[DATA TO PROCESS]
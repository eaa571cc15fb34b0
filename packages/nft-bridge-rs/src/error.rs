//! Error taxonomy for the bridge
//!
//! Validation errors are raised before any RPC leaves the process and map to
//! 4xx results at the HTTP edge. Ledger errors are failures of the enclosing
//! flow and are never retried automatically; callers re-invoke the flow,
//! which re-reads on-chain state first.

use thiserror::Error;

#[derive(Error, Debug, Clone, PartialEq)]
pub enum BridgeError {
    // ========================================================================
    // Registry / lookup
    // ========================================================================
    #[error("No contract binding registered for {address}")]
    BindingNotFound { address: String },

    #[error("Registry error: {0}")]
    Registry(String),

    // ========================================================================
    // Validation (pre-network)
    // ========================================================================
    #[error("Malformed contract interface: {0}")]
    MalformedInterface(String),

    #[error("Function not found in interface: {name}")]
    FunctionNotFound { name: String },

    #[error("Function {function} expects {expected} argument(s), got {actual}")]
    ArgumentCountMismatch {
        function: String,
        expected: usize,
        actual: usize,
    },

    #[error("Constructor expects {expected} argument(s), got {actual}")]
    ConstructorArgumentMismatch { expected: usize, actual: usize },

    #[error("Argument {index} of {function} is invalid: {reason}")]
    InvalidArgument {
        function: String,
        index: usize,
        reason: String,
    },

    #[error("Invalid address: {0}")]
    InvalidAddress(String),

    #[error("Invalid chain type: {0} (expected l1 or l2)")]
    InvalidChainType(String),

    // ========================================================================
    // Ledger
    // ========================================================================
    #[error("Gas estimation failed: {0}")]
    GasEstimationFailed(String),

    #[error("Remote call reverted: {0}")]
    RemoteCallReverted(String),

    #[error("Deployment reverted: {0}")]
    DeploymentReverted(String),

    #[error("Address {address} holds no contract code")]
    AddressNotAContract { address: String },

    #[error("Transaction {tx_hash} not confirmed after {timeout_secs}s")]
    ReceiptTimeout { tx_hash: String, timeout_secs: u64 },

    #[error("RPC error: {0}")]
    Rpc(String),

    #[error("Explorer error: {0}")]
    Explorer(String),
}

impl BridgeError {
    /// True for errors detected before any network call.
    pub fn is_validation(&self) -> bool {
        matches!(
            self,
            BridgeError::MalformedInterface(_)
                | BridgeError::FunctionNotFound { .. }
                | BridgeError::ArgumentCountMismatch { .. }
                | BridgeError::ConstructorArgumentMismatch { .. }
                | BridgeError::InvalidArgument { .. }
                | BridgeError::InvalidAddress(_)
                | BridgeError::InvalidChainType(_)
        )
    }

    /// True for failures reported by a ledger or the explorer.
    pub fn is_remote(&self) -> bool {
        matches!(
            self,
            BridgeError::GasEstimationFailed(_)
                | BridgeError::RemoteCallReverted(_)
                | BridgeError::DeploymentReverted(_)
                | BridgeError::AddressNotAContract { .. }
                | BridgeError::ReceiptTimeout { .. }
                | BridgeError::Rpc(_)
                | BridgeError::Explorer(_)
        )
    }

    /// Stable variant name, used as the `error` field of HTTP bodies.
    pub fn kind(&self) -> &'static str {
        match self {
            BridgeError::BindingNotFound { .. } => "BindingNotFound",
            BridgeError::Registry(_) => "RegistryError",
            BridgeError::MalformedInterface(_) => "MalformedInterface",
            BridgeError::FunctionNotFound { .. } => "FunctionNotFound",
            BridgeError::ArgumentCountMismatch { .. } => "ArgumentCountMismatch",
            BridgeError::ConstructorArgumentMismatch { .. } => "ConstructorArgumentMismatch",
            BridgeError::InvalidArgument { .. } => "InvalidArgument",
            BridgeError::InvalidAddress(_) => "InvalidAddress",
            BridgeError::InvalidChainType(_) => "InvalidChainType",
            BridgeError::GasEstimationFailed(_) => "GasEstimationFailed",
            BridgeError::RemoteCallReverted(_) => "RemoteCallReverted",
            BridgeError::DeploymentReverted(_) => "DeploymentReverted",
            BridgeError::AddressNotAContract { .. } => "AddressNotAContract",
            BridgeError::ReceiptTimeout { .. } => "ReceiptTimeout",
            BridgeError::Rpc(_) => "RpcError",
            BridgeError::Explorer(_) => "ExplorerError",
        }
    }

    pub(crate) fn binding_not_found(address: impl ToString) -> Self {
        BridgeError::BindingNotFound {
            address: address.to_string(),
        }
    }
}

pub type BridgeResult<T> = std::result::Result<T, BridgeError>;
[/DATA TO PROCESS]
▶ _AIM OF THE TASK_
The lines holding the word "HTTP" are the answer. Find them in the entries and copy them.

▶ _WRITTEN RESPONSE_
//! 4xx results at the HTTP edge. Ledger errors are failures of the enclosing
    /// Stable variant name, used as the `error` field of HTTP bodies.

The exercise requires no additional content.